Websites are sold through our inside sales teams, which are aligned by vertical market. The sales process will typically include a live demo of the site and may even include a free trial period (we refer to these as “test drives”). In addition to monthly recurring subscription fees, we may also charge a nominal, one-time set-up fee to develop a new dealer website as well as variable transaction fees. Our website solutions are typically sold under one year, renewable contracts with monthly payment terms. We estimate that as of October 31, 2015, we host and maintain more than 7,000 websites for dealers across all of our vertical markets.
eCatalog Platform Solutions
Our eCatalog solutions leverage our industry-leading library of electronic whole goods, aftermarket PG&A and OEM Parts content to allow manufacturers, distributors, dealers and consumers to view and interact with this information to efficiently support the sales and service of equipment either in-store or online. We offer a variety of both DaaS and SaaS eCatalog products tailored to the specific industries we serve.
Our eCatalog solutions are sold through our dedicated internal sales team. Fees charged for the use of our eCatalog products include a recurring license fee, subscription fees for subscribed catalogs and, in some cases, page view fees.
Business Management Software
Our business management software solutions are designed to streamline every aspect of a dealer’s operations to allow them to provide improved customer service. These products are sold through our dedicated internal sales team, and fees charged include perpetual one-time license or installation fees, maintenance and support fees, as well as hosting fees for our SaaS version. These solutions are a new offering, as a result of our acquisitions of Tire Company Solutions, LLC (TCS) in September 2014 and TASCO Corporation (TASCO) in April 2015, and are currently only offered in the ATW and AAPS aftermarkets.

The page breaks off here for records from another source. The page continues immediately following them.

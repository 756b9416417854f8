//! # Detector model: subdetectors, layers, and cluster keys
//!
//! This module defines the closed set of subdetectors the fitter knows about
//! and the [`ClusterKey`] addressing scheme used to identify a single
//! measurement. A key carries the layer number plus the subdetector-specific
//! sensor address, so every piece of per-subsystem logic can `match` on a
//! tagged variant instead of re-deriving the subsystem from numeric layer
//! ranges.
//!
//! ## Layer layout
//!
//! The barrel is indexed radially outward:
//!
//! ```text
//! layer  0..=2   pixel barrel      (silicon)
//! layer  3..=6   strip barrel      (silicon)
//! layer  7..=54  TPC               (gas, drift measurement in local y)
//! layer 55..     micromegas tiles
//! ```
//!
//! [`Subdetector::from_layer`] provides the classification for inputs that
//! only carry a layer number; everywhere else the variant stored in the key's
//! [`SensorAddress`] is authoritative.

use serde::{Deserialize, Serialize};
use std::fmt;

/// Number of TPC sectors in azimuth, per side.
pub const TPC_SECTORS_PER_SIDE: u32 = 12;

/// Number of layers in one TPC radial region.
pub const TPC_LAYERS_PER_REGION: u8 = 16;

/// First TPC layer.
pub const TPC_FIRST_LAYER: u8 = 7;

/// First micromegas layer.
pub const MICROMEGAS_FIRST_LAYER: u8 = 55;

/// The closed set of subdetectors contributing clusters to the fit.
#[derive(Debug, Clone, Copy, PartialEq, Eq, Hash, PartialOrd, Ord, Serialize, Deserialize)]
pub enum Subdetector {
    PixelBarrel,
    StripBarrel,
    Tpc,
    Micromegas,
}

impl Subdetector {
    /// Classify a numeric layer into its subdetector.
    ///
    /// Returns `None` for layers beyond the known barrel stack.
    pub fn from_layer(layer: u8) -> Option<Subdetector> {
        match layer {
            0..=2 => Some(Subdetector::PixelBarrel),
            3..=6 => Some(Subdetector::StripBarrel),
            l if l < MICROMEGAS_FIRST_LAYER => Some(Subdetector::Tpc),
            l if l < MICROMEGAS_FIRST_LAYER + 2 => Some(Subdetector::Micromegas),
            _ => None,
        }
    }

    /// True for the pixel and strip barrels.
    pub fn is_silicon(self) -> bool {
        matches!(self, Subdetector::PixelBarrel | Subdetector::StripBarrel)
    }
}

impl fmt::Display for Subdetector {
    fn fmt(&self, f: &mut fmt::Formatter<'_>) -> fmt::Result {
        let name = match self {
            Subdetector::PixelBarrel => "pixel",
            Subdetector::StripBarrel => "strip",
            Subdetector::Tpc => "tpc",
            Subdetector::Micromegas => "micromegas",
        };
        write!(f, "{name}")
    }
}

/// Subdetector-specific part of a [`ClusterKey`].
///
/// The variant determines which subdetector the key belongs to; the fields
/// identify the sensor within it.
#[derive(Debug, Clone, Copy, PartialEq, Eq, Hash, PartialOrd, Ord, Serialize, Deserialize)]
pub enum SensorAddress {
    /// Pixel barrel: stave within the layer, chip along the stave.
    Pixel { stave: u8, chip: u8 },
    /// Strip barrel: ladder in azimuth, sensor index along z.
    Strip { ladder_phi: u8, ladder_z: u8 },
    /// TPC: azimuthal sector and side (0 = south / negative z, 1 = north).
    Tpc { sector: u8, side: u8 },
    /// Micromegas: tile index.
    Micromegas { tile: u8 },
}

impl SensorAddress {
    pub fn subdetector(&self) -> Subdetector {
        match self {
            SensorAddress::Pixel { .. } => Subdetector::PixelBarrel,
            SensorAddress::Strip { .. } => Subdetector::StripBarrel,
            SensorAddress::Tpc { .. } => Subdetector::Tpc,
            SensorAddress::Micromegas { .. } => Subdetector::Micromegas,
        }
    }
}

/// Identifier of a single cluster measurement: layer plus sensor address.
///
/// Keys double as sensor identifiers in the geometry registry; two clusters
/// on the same sensor share layer and address.
#[derive(Debug, Clone, Copy, PartialEq, Eq, Hash, PartialOrd, Ord, Serialize, Deserialize)]
pub struct ClusterKey {
    pub layer: u8,
    pub address: SensorAddress,
}

impl ClusterKey {
    pub fn new(layer: u8, address: SensorAddress) -> Self {
        ClusterKey { layer, address }
    }

    pub fn subdetector(&self) -> Subdetector {
        self.address.subdetector()
    }

    pub fn is_silicon(&self) -> bool {
        self.subdetector().is_silicon()
    }

    /// Azimuthal index of the sensor: stave, ladder, sector, or tile.
    pub fn phi_index(&self) -> u32 {
        match self.address {
            SensorAddress::Pixel { stave, .. } => stave as u32,
            SensorAddress::Strip { ladder_phi, .. } => ladder_phi as u32,
            SensorAddress::Tpc { sector, .. } => sector as u32,
            SensorAddress::Micromegas { tile } => tile as u32,
        }
    }

    /// Longitudinal index of the sensor: chip, z-sensor, or side.
    pub fn z_index(&self) -> u32 {
        match self.address {
            SensorAddress::Pixel { chip, .. } => chip as u32,
            SensorAddress::Strip { ladder_z, .. } => ladder_z as u32,
            SensorAddress::Tpc { side, .. } => side as u32,
            SensorAddress::Micromegas { .. } => 0,
        }
    }
}

impl fmt::Display for ClusterKey {
    fn fmt(&self, f: &mut fmt::Formatter<'_>) -> fmt::Result {
        write!(
            f,
            "{}/layer{}/{}:{}",
            self.subdetector(),
            self.layer,
            self.phi_index(),
            self.z_index()
        )
    }
}

/// Radial region of a TPC layer (0, 1, or 2), used for sector-level masking
/// and grouping.
pub fn tpc_region(layer: u8) -> u8 {
    debug_assert!(layer >= TPC_FIRST_LAYER && layer < MICROMEGAS_FIRST_LAYER);
    (layer - TPC_FIRST_LAYER) / TPC_LAYERS_PER_REGION
}

/// Combined TPC subsector index over (region, side, sector), unique across
/// the whole TPC.
pub fn tpc_subsector(region: u8, sector: u8, side: u8) -> u32 {
    region as u32 * 2 * TPC_SECTORS_PER_SIDE + side as u32 * TPC_SECTORS_PER_SIDE + sector as u32
}

#[cfg(test)]
mod tests {
    use super::*;

    #[test]
    fn layer_classification_covers_the_barrel() {
        assert_eq!(Subdetector::from_layer(0), Some(Subdetector::PixelBarrel));
        assert_eq!(Subdetector::from_layer(2), Some(Subdetector::PixelBarrel));
        assert_eq!(Subdetector::from_layer(3), Some(Subdetector::StripBarrel));
        assert_eq!(Subdetector::from_layer(6), Some(Subdetector::StripBarrel));
        assert_eq!(Subdetector::from_layer(7), Some(Subdetector::Tpc));
        assert_eq!(Subdetector::from_layer(54), Some(Subdetector::Tpc));
        assert_eq!(Subdetector::from_layer(55), Some(Subdetector::Micromegas));
        assert_eq!(Subdetector::from_layer(56), Some(Subdetector::Micromegas));
        assert_eq!(Subdetector::from_layer(57), None);
    }

    #[test]
    fn tpc_indexing() {
        assert_eq!(tpc_region(7), 0);
        assert_eq!(tpc_region(22), 0);
        assert_eq!(tpc_region(23), 1);
        assert_eq!(tpc_region(39), 2);
        assert_eq!(tpc_region(54), 2);

        // distinct (region, side, sector) triples map to distinct subsectors
        assert_eq!(tpc_subsector(0, 0, 0), 0);
        assert_eq!(tpc_subsector(0, 0, 1), 12);
        assert_eq!(tpc_subsector(1, 3, 0), 27);
        assert_eq!(tpc_subsector(2, 11, 1), 71);
    }
}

Digital Marketing Services
ARI complements our suite of data-driven software tools with digital marketing services that deliver the engaging experiences that today’s consumers demand. ARI’s digital marketing services include search engine optimization, email marketing, social media management, search engine marketing (“PPC”), online reputation management and online directory management to help dealers drive more online leads, eCommerce sales and in-store traffic.
Other Solutions
We also offer a suite of complementary solutions, which include software, website customization, professional services and hosting services.
Our Growth Strategy
ARI’s goal is to become the leading provider of SaaS and DaaS solutions that help our customers efficiently and effectively sell more major units, replacement parts, accessories and service – in other words, to Sell More Stuff!™ Our continued goal is to grow revenues at a double-digit rate and to grow earnings through scalability. We will accomplish this goal by deploying our solutions to dealers, distributors, manufacturers, service providers, and consumers in selected vertical markets where the finished goods are complex equipment, requiring service, that are primarily sold and serviced through an independent dealer channel that typically carries multiple brands. We believe this strategy will drive increased value to our shareholders, employees, and customers.
We also believe the execution of the following strategic pillars will enable us to achieve the growth and profitability needed to drive long-term sustainable value for our shareholders. These strategic foundations are primarily centered on enhancing the value
21
proposition to our customers, which will lead to additional revenues through pricing actions, product and feature upsells, reduced customer churn rates, and expansion by leveraging our core competencies in new complementary markets. Each of these strategic pillars is a long-term foundation for growth; within each we have established near-term goals, as discussed below.
Drive organic growth through expanded service offerings to grow both our subscriber customer base and our average revenue per dealer.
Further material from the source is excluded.